Tuberculosis (TB), caused by *Mycobacterium tuberculosis*, is a leading infectious disease that contributes to significant morbidity and mortality, particularly in developing countries1,2. India bears a large share of the global TB burden, accounting for one-fifth of cases and nearly 0.4 million deaths annually3. The global rise in TB cases, which began during the COVID-19 pandemic, has slowed, with 10.8 million cases reported in 2023, primarily affecting South-East Asia, Africa, and the Western Pacific regions4.
This data indicates the need to strengthen strategies for infection control, identification and management of TB patients, in addition to effective chemotherapy to reduce TB related morbidity and mortality.
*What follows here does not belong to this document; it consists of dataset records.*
//! Clara Agent - AI 服务编排代理
//!
//! 本地容器服务的生命周期管理、远程主机的一键部署与巡检，
//! 通过 HTTP API（含 SSE 日志流）对外提供。

pub mod api;
pub mod config;
pub mod domain;
pub mod error;
pub mod infra;
pub mod middleware;
pub mod services;
pub mod state;

#[cfg(test)]
mod testing;

use anyhow::Context;
use std::sync::Arc;
use std::time::Duration;
use tracing::info;
use tracing_subscriber::{layer::SubscriberExt, util::SubscriberInitExt, EnvFilter};

use crate::config::constants::{DOCKER_COMMAND_TIMEOUT_SECS, LOCAL_COMMAND_TIMEOUT_SECS, VERSION};
use crate::config::EnvConfig;
use crate::infra::{DockerCli, HttpHealthProbe, LocalExecutor, SshConnector};
use crate::services::orchestrator::{Backends, OrchestratorSettings};
use crate::services::{ServiceOrchestrator, ServiceRegistry};
use crate::state::AppState;

/// 命令行覆盖项
#[derive(Debug, Clone, Default)]
pub struct RuntimeConfig {
    pub port_override: Option<u16>,
}

/// 初始化日志（`RUST_LOG` 覆盖，默认 info）
pub fn init_tracing() {
    tracing_subscriber::registry()
        .with(EnvFilter::try_from_default_env().unwrap_or_else(|_| EnvFilter::new("info")))
        .with(tracing_subscriber::fmt::layer())
        .init();
}

/// 用真实后端组装编排器
pub fn build_orchestrator(config: &EnvConfig) -> anyhow::Result<ServiceOrchestrator> {
    let http = reqwest::Client::builder()
        .timeout(Duration::from_secs(5))
        .build()
        .context("failed to build HTTP client")?;

    let backends = Backends {
        engine: Arc::new(DockerCli::new(
            config.docker_bin.clone(),
            Duration::from_secs(DOCKER_COMMAND_TIMEOUT_SECS),
        )),
        probe: Arc::new(HttpHealthProbe::new(http)),
        executor: Arc::new(LocalExecutor::new(Duration::from_secs(
            LOCAL_COMMAND_TIMEOUT_SECS,
        ))),
        connector: Arc::new(SshConnector::new(
            config.ssh_connect_timeout,
            config.ssh_command_timeout,
        )),
    };

    Ok(ServiceOrchestrator::new(
        ServiceRegistry::builtin(),
        backends,
        OrchestratorSettings {
            lifecycle: config.lifecycle_settings(),
            remote: config.remote_settings(),
            preemption: config.port_preemption,
        },
    ))
}

/// 启动 HTTP 服务，直到收到 Ctrl-C
pub async fn run_agent(runtime: RuntimeConfig) -> anyhow::Result<()> {
    let mut config = EnvConfig::from_env();
    if let Some(port) = runtime.port_override {
        config.port = port;
    }

    let orchestrator = Arc::new(build_orchestrator(&config)?);
    info!(
        version = VERSION,
        platform = orchestrator.platform().as_str(),
        services = orchestrator.registry().all().len(),
        "Clara agent starting"
    );

    let state = Arc::new(AppState::new(config.clone(), orchestrator));
    spawn_log_cleanup(state.clone());

    let app = api::router(state);
    let addr = format!("0.0.0.0:{}", config.port);
    let listener = tokio::net::TcpListener::bind(&addr)
        .await
        .with_context(|| format!("failed to bind {}", addr))?;
    info!(addr = %addr, "Listening");

    axum::serve(listener, app)
        .with_graceful_shutdown(async {
            let _ = tokio::signal::ctrl_c().await;
            info!("Shutdown signal received");
        })
        .await
        .context("HTTP server error")?;

    Ok(())
}

/// 定期清理已结束的部署日志通道
fn spawn_log_cleanup(state: Arc<AppState>) {
    tokio::spawn(async move {
        let mut interval = tokio::time::interval(Duration::from_secs(600));
        loop {
            interval.tick().await;
            let removed = state.log_hub.cleanup_expired(chrono::Duration::hours(1)).await;
            if removed > 0 {
                tracing::debug!(removed, "Expired deploy log channels removed");
            }
        }
    });
}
Bacilli load falls drastically in the expelled sputum soon after initiating TB treatment, containing rifampicin and isoniazid5,6. It cuts down the chain of transmission thus, reducing the further spread of tuberculosis7-10. While most TB patients become smear or culture negative after two to three months of DOTS therapy, approximately 10% remain culture-positive after two months, continuing the chain of transmission. Delayed smear conversion is linked to poor treatment outcomes and relapse within two years, with risk factors including cavitary lesions, high AFB load, multi-drug resistant TB, older age, diabetes, and delayed treatment initiation. These factors contribute to the persistence of infectiousness and challenges in TB management11-12.Many of the essential trace elements like copper, zinc, magnesium influence the function of the immune system13.Magnesium is extremely essential for life and is present as intracellular ion in all living cells and tissues14.
Magnesium, the fourth most abundant cation in the body, plays a crucial role in enzymatic reactions, with only 0.3% of total body magnesium found in serum, which serves as a practical marker for magnesium imbalance, first identified in 1808 by Sir Humphrey Davy and later linked to muscle contractions by J. Loeb in 190015.Studies (Jain et al., Narang et al.) have shown decreased serum magnesium levels in pulmonary tuberculosis, which improve with treatment, and this study aims to correlate the severity of the disease with serum magnesium. Magnesium plays a critical role in immune response, including T-lymphocyte and macrophage function, antibody synthesis, and immune cell activities, influencing the course of tuberculosis16. Epidemiological data suggests that higher magnesium intake is linked to a lower incidence of respiratory issues, and magnesium sulfate has been shown to improve lung function and cause vasodilation, though studies on magnesium levels in pulmonary tuberculosis are inconclusive. Changes in serum magnesium levels, such as hypermagnesemia in conditions like uncontrolled diabetes and hypomagnesemia in diseases like malabsorption and alcoholism, can lead to symptoms such as tremors, gastrointestinal disturbances, and seizures, making detection important in pulmonary tuberculosis patients17-19. Tuberculosis and malnutrition is well recognized to go hand in hand as one can lead to the other20. TB is also associated with various socioeconomic factors and often occurs in populations suffering from poverty, poor housing and economic deprivation and these are also major factors predisposing to poor nutritional status and impaired immune function21-23.
AIM
To study the estimation of serum magnesium level in newly diagnosed pulmonary tuberculosis and its correlation with the stage of pulmonary tuberculosis and compare with controls.
The study will be conducted on patients attending the Department of Pulmonary Medicine at Sardar Patel Medical College & PBM Hospital, Bikaner. It is designed as a hospital-based case-control prospective study and will be conducted from the approval of the plan of thesis until one year or until the sample size is achieved, whichever is earlier.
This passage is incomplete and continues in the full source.